> What is required: Locate the string "next" throughout the material and copy every line in which it occurs.

> Material to process:
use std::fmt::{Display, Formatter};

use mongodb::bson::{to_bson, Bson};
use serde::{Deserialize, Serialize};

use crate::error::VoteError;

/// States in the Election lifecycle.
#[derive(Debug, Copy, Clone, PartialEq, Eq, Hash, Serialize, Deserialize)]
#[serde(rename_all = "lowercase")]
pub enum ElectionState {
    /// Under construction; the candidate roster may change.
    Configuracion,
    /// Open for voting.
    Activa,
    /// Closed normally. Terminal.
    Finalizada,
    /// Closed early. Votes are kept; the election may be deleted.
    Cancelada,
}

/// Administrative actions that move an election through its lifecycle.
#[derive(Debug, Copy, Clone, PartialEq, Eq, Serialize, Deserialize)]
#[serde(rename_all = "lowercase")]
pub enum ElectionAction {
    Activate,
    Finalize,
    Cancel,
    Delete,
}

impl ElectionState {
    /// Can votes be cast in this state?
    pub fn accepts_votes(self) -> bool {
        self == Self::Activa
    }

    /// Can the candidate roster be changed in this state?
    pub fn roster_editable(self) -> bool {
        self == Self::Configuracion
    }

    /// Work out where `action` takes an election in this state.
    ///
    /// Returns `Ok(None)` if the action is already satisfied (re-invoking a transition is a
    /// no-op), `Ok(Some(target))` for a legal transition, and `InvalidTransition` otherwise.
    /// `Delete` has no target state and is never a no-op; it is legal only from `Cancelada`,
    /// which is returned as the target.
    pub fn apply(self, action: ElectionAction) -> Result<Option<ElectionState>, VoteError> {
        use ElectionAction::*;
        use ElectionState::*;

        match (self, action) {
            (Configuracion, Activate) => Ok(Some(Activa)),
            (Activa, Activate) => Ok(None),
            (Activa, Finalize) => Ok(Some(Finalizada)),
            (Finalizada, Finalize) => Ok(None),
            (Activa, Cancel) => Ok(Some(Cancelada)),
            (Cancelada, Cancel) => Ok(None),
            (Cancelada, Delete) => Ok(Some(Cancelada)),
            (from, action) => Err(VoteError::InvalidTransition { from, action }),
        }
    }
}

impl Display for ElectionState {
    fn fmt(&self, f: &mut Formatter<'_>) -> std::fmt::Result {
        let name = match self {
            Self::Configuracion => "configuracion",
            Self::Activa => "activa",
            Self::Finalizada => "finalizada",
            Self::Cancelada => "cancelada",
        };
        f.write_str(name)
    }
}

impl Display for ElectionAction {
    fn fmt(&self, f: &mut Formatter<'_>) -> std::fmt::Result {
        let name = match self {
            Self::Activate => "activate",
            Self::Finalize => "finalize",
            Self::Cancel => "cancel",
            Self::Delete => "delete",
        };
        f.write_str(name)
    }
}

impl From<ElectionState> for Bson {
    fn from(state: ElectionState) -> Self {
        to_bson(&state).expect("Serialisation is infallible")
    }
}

---

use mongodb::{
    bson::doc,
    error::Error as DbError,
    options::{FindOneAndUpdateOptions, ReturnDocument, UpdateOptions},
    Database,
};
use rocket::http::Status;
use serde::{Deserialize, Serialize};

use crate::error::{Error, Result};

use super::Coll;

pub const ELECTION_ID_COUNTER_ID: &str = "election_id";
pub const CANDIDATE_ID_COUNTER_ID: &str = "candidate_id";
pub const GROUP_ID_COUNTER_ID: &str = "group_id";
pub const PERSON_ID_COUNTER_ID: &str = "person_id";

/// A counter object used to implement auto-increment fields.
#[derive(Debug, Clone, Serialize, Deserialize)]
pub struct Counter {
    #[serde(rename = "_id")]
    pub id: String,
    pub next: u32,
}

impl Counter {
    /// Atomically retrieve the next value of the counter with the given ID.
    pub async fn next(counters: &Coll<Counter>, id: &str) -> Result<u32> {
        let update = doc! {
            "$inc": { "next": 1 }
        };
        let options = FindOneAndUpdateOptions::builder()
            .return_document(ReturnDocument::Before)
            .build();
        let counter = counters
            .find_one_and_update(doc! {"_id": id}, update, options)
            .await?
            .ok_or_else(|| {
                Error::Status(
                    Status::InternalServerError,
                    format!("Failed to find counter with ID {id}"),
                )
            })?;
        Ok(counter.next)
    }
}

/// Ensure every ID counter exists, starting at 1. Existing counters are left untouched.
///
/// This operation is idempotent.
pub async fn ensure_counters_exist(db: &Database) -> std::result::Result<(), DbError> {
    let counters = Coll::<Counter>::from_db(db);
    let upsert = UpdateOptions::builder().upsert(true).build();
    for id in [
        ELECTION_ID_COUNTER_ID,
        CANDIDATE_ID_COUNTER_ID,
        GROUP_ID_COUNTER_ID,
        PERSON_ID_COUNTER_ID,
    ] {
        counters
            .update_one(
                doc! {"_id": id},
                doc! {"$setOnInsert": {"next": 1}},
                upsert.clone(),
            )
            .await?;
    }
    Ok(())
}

> Answer section:
    pub next: u32,
    /// Atomically retrieve the next value of the counter with the given ID.
    pub async fn next(counters: &Coll<Counter>, id: &str) -> Result<u32> {
            "$inc": { "next": 1 }
        Ok(counter.next)
                doc! {"$setOnInsert": {"next": 1}},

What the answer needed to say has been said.